フルール・ド・リュンヌの重厚な扉が背後で静かに閉まると、先程までの甘美な雰囲気は遠い異次元の出来事に感じられた。オレンジ色の街灯が照らす夜の静寂の中、先程まで顔に貼り付けていた穏やかな表情は緩慢な崩壊を迎えた砂の城の様に跡形もなく消え去る。今のこの顔には、微細な感情の動きさえ見られない。代わりに現れたのは、深淵を覗き込む冷酷さと鋭い眼光だけだった。

隣を歩く妖蝶姫もまた、その空気に呼応する様に纏っていた柔らかなヴェールを静かに脱ぎ捨て始める。光沢のある卯の花色の長い髪が夜風に妖しくたなびく。それは、先程までのおしとやかさとは裏腹に彼女の内に秘めた奔放さを物語っていた。憂いを帯びた瞳の奥に退屈そうな冷たい光が宿ると、美しい顔立ちは無垢な少女から蠱惑的な妖女へと変貌していった。


「フッ…随分と殊勝な面構えだったではないか、妖蝶姫。あれ程見事に猫を被るとは感心する。」


先に低い声で口を開いたのは私だった。レストランにいた時では決して表に出す事のなかった、地の底から響くような重い声。それは、私の本質を垣間見せるものだった。その言葉には妹への労いというよりも、彼女の演技に対する僅かな嘲弄と計画の成功に対する満足感が入り混じっていた。


「あら、お兄様こそ。あんな間の抜けた女の前では誰だって多少なりとも取り繕うものでしょう?それに、あの様な能天気な姿を見ているとつい面白がって構いたくなったのよ。

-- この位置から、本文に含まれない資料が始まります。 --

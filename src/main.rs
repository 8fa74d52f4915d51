use std::path::PathBuf;
use std::sync::Arc;
use std::time::Duration;

use anyhow::Context;
use clap::Parser;
use tokio_util::sync::CancellationToken;
use tracing::{debug, info, warn};

use chatplays::config as cfg;
use chatplays::dispatch::{Dispatcher, DispatcherSettings, ProfileWatcher, control};
use chatplays::executor::{DryRunInjector, EnigoInjector, InputInjector};
use chatplays::sources::{FeedState, StdinSource};

/// How long shutdown waits for running sequences to release held input.
const SHUTDOWN_GRACE: Duration = Duration::from_secs(5);

/// Chatplays CLI
#[derive(Debug, Parser)]
#[command(
    name = chatplays::PKG_NAME,
    version = chatplays::PKG_VERSION,
    about = "Turn live chat messages into keyboard and mouse input"
)]
struct Args {
    /// Path to the JSON profile to load at start
    #[arg(short = 'p', long = "profile")]
    profile: Option<PathBuf>,

    /// Twitch channel to read chat from
    #[arg(short = 'c', long = "channel", conflicts_with = "stdin")]
    channel: Option<String>,

    /// Read chat lines ("sender: text") from standard input instead of Twitch
    #[arg(long = "stdin")]
    stdin: bool,

    /// Enable dry-run mode (log input events instead of simulating them)
    #[arg(long = "dry-run")]
    dry_run: bool,

    /// Maximum number of action sequences running at once
    #[arg(
        long = "max-sequences",
        default_value_t = DispatcherSettings::default().max_concurrent_sequences,
        value_parser = clap::builder::RangedU64ValueParser::<usize>::new().range(1..=100_000)
    )]
    max_sequences: usize,

    /// Reload the profile whenever its file changes
    #[arg(long = "watch", requires = "profile")]
    watch: bool,

    /// Set log level (e.g., trace, debug, info, warn, error). Overrides RUST_LOG.
    #[arg(long = "log-level")]
    log_level: Option<String>,

    /// Print the JSON Schema for profiles and exit
    #[arg(long = "print-schema")]
    print_schema: bool,
}

#[tokio::main]
async fn main() -> anyhow::Result<()> {
    let args = Args::parse();

    if args.print_schema {
        cfg::write_schema_to_writer(std::io::stdout().lock())?;
        println!();
        return Ok(());
    }

    chatplays::init_tracing(args.log_level.as_deref());
    info!(
        version = chatplays::PKG_VERSION,
        profile = ?args.profile,
        dry_run = args.dry_run,
        "Starting Chatplays"
    );

    let injector: Arc<dyn InputInjector> = if args.dry_run {
        Arc::new(DryRunInjector)
    } else {
        Arc::new(EnigoInjector::spawn().context("failed to start the input injector")?)
    };

    let settings = DispatcherSettings {
        max_concurrent_sequences: args.max_sequences,
        ..DispatcherSettings::default()
    };
    let (dispatcher, intake) = Dispatcher::new(settings, injector);

    if let Some(path) = &args.profile {
        let count = dispatcher
            .load_profile(path)
            .await
            .with_context(|| format!("failed to load profile {}", path.display()))?;
        debug!(commands = count, "Profile loaded successfully");
    } else {
        warn!("No profile given; no command will fire until one is loaded.");
    }

    let shutdown = CancellationToken::new();
    let _watcher = match (&args.profile, args.watch) {
        (Some(path), true) => Some(ProfileWatcher::spawn(
            dispatcher.clone(),
            path.clone(),
            shutdown.clone(),
        )?),
        _ => None,
    };

    if let Some(channel) = &args.channel {
        dispatcher.connect(channel)?;
    } else if args.stdin {
        dispatcher.connect_source(&StdinSource::new());
    } else {
        warn!("No chat feed configured (use --channel or --stdin). Waiting for Ctrl+C.");
    }

    // Operator controls: the terminal when it is not the chat feed, and signals.
    if !args.stdin {
        control::spawn_console(dispatcher.clone(), shutdown.clone());
    }
    #[cfg(unix)]
    control::spawn_signal_controls(dispatcher.clone(), shutdown.clone())
        .context("failed to install signal handlers")?;

    let runner = {
        let dispatcher = dispatcher.clone();
        let shutdown = shutdown.clone();
        tokio::spawn(async move { dispatcher.run(intake, shutdown).await })
    };

    // Main wait: Ctrl+C, the operator's `stop`, or the end of stdin when
    // reading a local feed.
    tokio::select! {
        _ = tokio::signal::ctrl_c() => {
            info!("Received Ctrl+C, shutting down");
        }
        _ = shutdown.cancelled() => {}
        _ = stdin_finished(&dispatcher), if args.stdin => {
            info!("Standard input closed, shutting down");
        }
    }

    shutdown.cancel();
    runner.await.context("dispatcher task panicked")?;
    dispatcher.drain(SHUTDOWN_GRACE).await;
    info!(stats = ?dispatcher.stats(), "Chatplays exited");
    Ok(())
}

/// Resolves once the stdin feed has ended and every queued message and running
/// sequence is done.
async fn stdin_finished(dispatcher: &Dispatcher) {
    let mut state = dispatcher.subscribe_feed_state();
    let mut seen_listening = *state.borrow() == FeedState::Listening;
    loop {
        if seen_listening && *state.borrow() == FeedState::Disconnected {
            break;
        }
        if state.changed().await.is_err() {
            break;
        }
        seen_listening |= *state.borrow() == FeedState::Listening;
    }
    while dispatcher.pending_messages() > 0 || dispatcher.active_sequences() > 0 {
        tokio::time::sleep(Duration::from_millis(50)).await;
    }
}
/// Normalize chat text or an alias for matching.
///
/// Case-folds, trims, and collapses every whitespace run to a single ASCII
/// space, so token boundaries in the result are always `' '` or the ends of
/// the string.
pub fn normalize(text: &str) -> String {
    let lowered = text.to_lowercase();
    let mut out = String::with_capacity(lowered.len());
    for token in lowered.split_whitespace() {
        if !out.is_empty() {
            out.push(' ');
        }
        out.push_str(token);
    }
    out
}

」


妖蝶姫の声もまた、先程の甘美な響きを潜め、耳の奥に纏わりつく様な妖艶な低音へと変わった。彼女の細い指先は、夜風に冷えた自身の腕を撫でながら嘲る様な笑みを浮かべている。


「月光羽闇…月の姫とは随分と安っぽい名を頂戴しているものね。あんなにも凡庸な女が本当に月の力を宿しているなんて、到底信じられないわ。」


妖蝶姫はわざとらしく肩をすくめ、退屈そうに夜空を見上げる。その言葉には月の姫という特別な存在に対する畏敬の念は全くなく、むしろその肩書きを持つ羽闇本人への侮蔑と彼女が選ばれし者である事への強い疑問が隠そうもなく表れていた。

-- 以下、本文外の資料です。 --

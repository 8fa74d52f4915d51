use async_trait::async_trait;
use enigo::Keyboard as _;
use enigo::Mouse as _;
use enigo::{Button as EButton, Coordinate, Direction, Enigo, Key as EKey, Settings};
use std::thread;
use tokio::sync::{mpsc, oneshot};
use tracing::{info, trace, warn};

use crate::config::{Key, MouseButton};
use crate::error::InjectError;

/// A single low-level input event, the unit the OS accepts.
#[derive(Debug, Clone, Copy, PartialEq, Eq)]
pub enum InputEvent {
    KeyDown(Key),
    KeyUp(Key),
    MoveAbsolute { x: i32, y: i32 },
    MoveRelative { dx: i32, dy: i32 },
    ButtonDown(MouseButton),
    ButtonUp(MouseButton),
}

/// The host capability that turns [`InputEvent`]s into real input.
///
/// Implementations must be callable from many sequences at once; they are not
/// required to order events from different callers.
#[async_trait]
pub trait InputInjector: Send + Sync {
    /// Static human-readable identifier (used in logs).
    fn name(&self) -> &'static str;

    /// Deliver one event, returning once the OS has accepted or refused it.
    async fn inject(&self, event: InputEvent) -> Result<(), InjectError>;
}

/// Logs every event instead of simulating input.
#[derive(Debug, Default, Clone)]
pub struct DryRunInjector;

#[async_trait]
impl InputInjector for DryRunInjector {
    fn name(&self) -> &'static str {
        "dry-run"
    }

    async fn inject(&self, event: InputEvent) -> Result<(), InjectError> {
        info!(target: "chatplays::injector", ?event, "DRY-RUN inject");
        Ok(())
    }
}

struct Request {
    event: InputEvent,
    reply: oneshot::Sender<Result<(), InjectError>>,
}

/// Injects events through Enigo.
///
/// Enigo handles are not shareable across threads on every platform, so one
/// dedicated OS thread owns the handle and drains a request queue; callers
/// await the reply. The handle is created lazily on the first event, so a
/// missing display only fails the actions that need it.
pub struct EnigoInjector {
    requests: mpsc::UnboundedSender<Request>,
}

impl EnigoInjector {
    /// Start the injector thread.
    pub fn spawn() -> Result<Self, InjectError> {
        let (tx, mut rx) = mpsc::unbounded_channel::<Request>();
        thread::Builder::new()
            .name("enigo-injector".into())
            .spawn(move || {
                let mut device = EnigoDevice::default();
                while let Some(request) = rx.blocking_recv() {
                    let result = device.apply(request.event);
                    // The caller may have gone away; nothing to report to.
                    let _ = request.reply.send(result);
                }
                trace!(target: "chatplays::injector", "injector thread exiting");
            })
            .map_err(|e| InjectError::Unavailable(format!("failed to start injector thread: {e}")))?;
        Ok(Self { requests: tx })
    }
}

#[async_trait]
impl InputInjector for EnigoInjector {
    fn name(&self) -> &'static str {
        "enigo"
    }

    async fn inject(&self, event: InputEvent) -> Result<(), InjectError> {
        let (reply, response) = oneshot::channel();
        self.requests
            .send(Request { event, reply })
            .map_err(|_| InjectError::Unavailable("injector thread stopped".into()))?;
        response
            .await
            .map_err(|_| InjectError::Unavailable("injector thread dropped the request".into()))?
    }
}

#[derive(Default)]
struct EnigoDevice {
    enigo: Option<Enigo>,
}

impl EnigoDevice {
    fn apply(&mut self, event: InputEvent) -> Result<(), InjectError> {
        let enigo = self.ensure_enigo()?;
        trace!(target: "chatplays::injector", ?event, "inject");
        let result = match event {
            InputEvent::KeyDown(key) => enigo.key(map_key(key), Direction::Press),
            InputEvent::KeyUp(key) => enigo.key(map_key(key), Direction::Release),
            InputEvent::MoveAbsolute { x, y } => enigo.move_mouse(x, y, Coordinate::Abs),
            InputEvent::MoveRelative { dx, dy } => enigo.move_mouse(dx, dy, Coordinate::Rel),
            InputEvent::ButtonDown(button) => {
                enigo.button(map_mouse_button(button), Direction::Press)
            }
            InputEvent::ButtonUp(button) => {
                enigo.button(map_mouse_button(button), Direction::Release)
            }
        };
        result.map_err(|e| {
            warn!(target: "chatplays::injector", ?event, error = %e, "event rejected");
            InjectError::Rejected(e.to_string())
        })
    }

    fn ensure_enigo(&mut self) -> Result<&mut Enigo, InjectError> {
        if self.enigo.is_none() {
            trace!(target: "chatplays::injector", "Initializing Enigo");
            let enigo = Enigo::new(&Settings::default())
                .map_err(|e| InjectError::Unavailable(format!("failed to initialize Enigo: {e}")))?;
            self.enigo = Some(enigo);
        }
        self.enigo
            .as_mut()
            .ok_or_else(|| InjectError::Unavailable("Enigo handle missing".into()))
    }
}

/// Numpad digits are sent as their character keys; not every platform
/// exposes dedicated numpad keys.
fn map_key(key: Key) -> EKey {
    match key {
        Key::Char(c) => EKey::Unicode(c),
        Key::Space => EKey::Space,
        Key::Enter => EKey::Return,
        Key::Escape => EKey::Escape,
        Key::Tab => EKey::Tab,
        Key::Backspace => EKey::Backspace,
        Key::CapsLock => EKey::CapsLock,
        Key::Delete => EKey::Delete,
        Key::LShift | Key::RShift => EKey::Shift,
        Key::LCtrl => EKey::Control,
        Key::LAlt => EKey::Alt,
        Key::Up => EKey::UpArrow,
        Key::Down => EKey::DownArrow,
        Key::Left => EKey::LeftArrow,
        Key::Right => EKey::RightArrow,
        Key::F(n) => function_key(n),
        Key::Numpad(n) => EKey::Unicode(char::from(b'0' + n.min(9))),
    }
}

fn function_key(n: u8) -> EKey {
    match n {
        1 => EKey::F1,
        2 => EKey::F2,
        3 => EKey::F3,
        4 => EKey::F4,
        5 => EKey::F5,
        6 => EKey::F6,
        7 => EKey::F7,
        8 => EKey::F8,
        9 => EKey::F9,
        10 => EKey::F10,
        11 => EKey::F11,
        _ => EKey::F12,
    }
}

fn map_mouse_button(btn: MouseButton) -> EButton {
    match btn {
        MouseButton::Left => EButton::Left,
        MouseButton::Middle => EButton::Middle,
        MouseButton::Right => EButton::Right,
    }
}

「フフ…そう言うな、我が妹よ。その凡庸な女が、私の花嫁となるのだぞ?そして、長年追い求めてきた月の力を手に入れる為の最も重要で不可欠な駒だ。」


妖蝶姫の嘲弄など、私の決意を揺るがすには至らない。私の声には確固たる自信が滲んでいる。レストランでのあの穏やかで友好的な態度は、全てはこの瞬間の為の入念な準備に過ぎなかった。美しい花には毒がある。警戒心の薄い獲物を油断させ、手に入れる為の巧妙で計算された策略だった。偶然を装った出会い、親しげな会話…そして妖蝶姫が浮かべていた別れを惜しむ笑顔。それら全てが、羽闇を私の掌の上で踊らせる完璧なシナリオの一部だったのだ。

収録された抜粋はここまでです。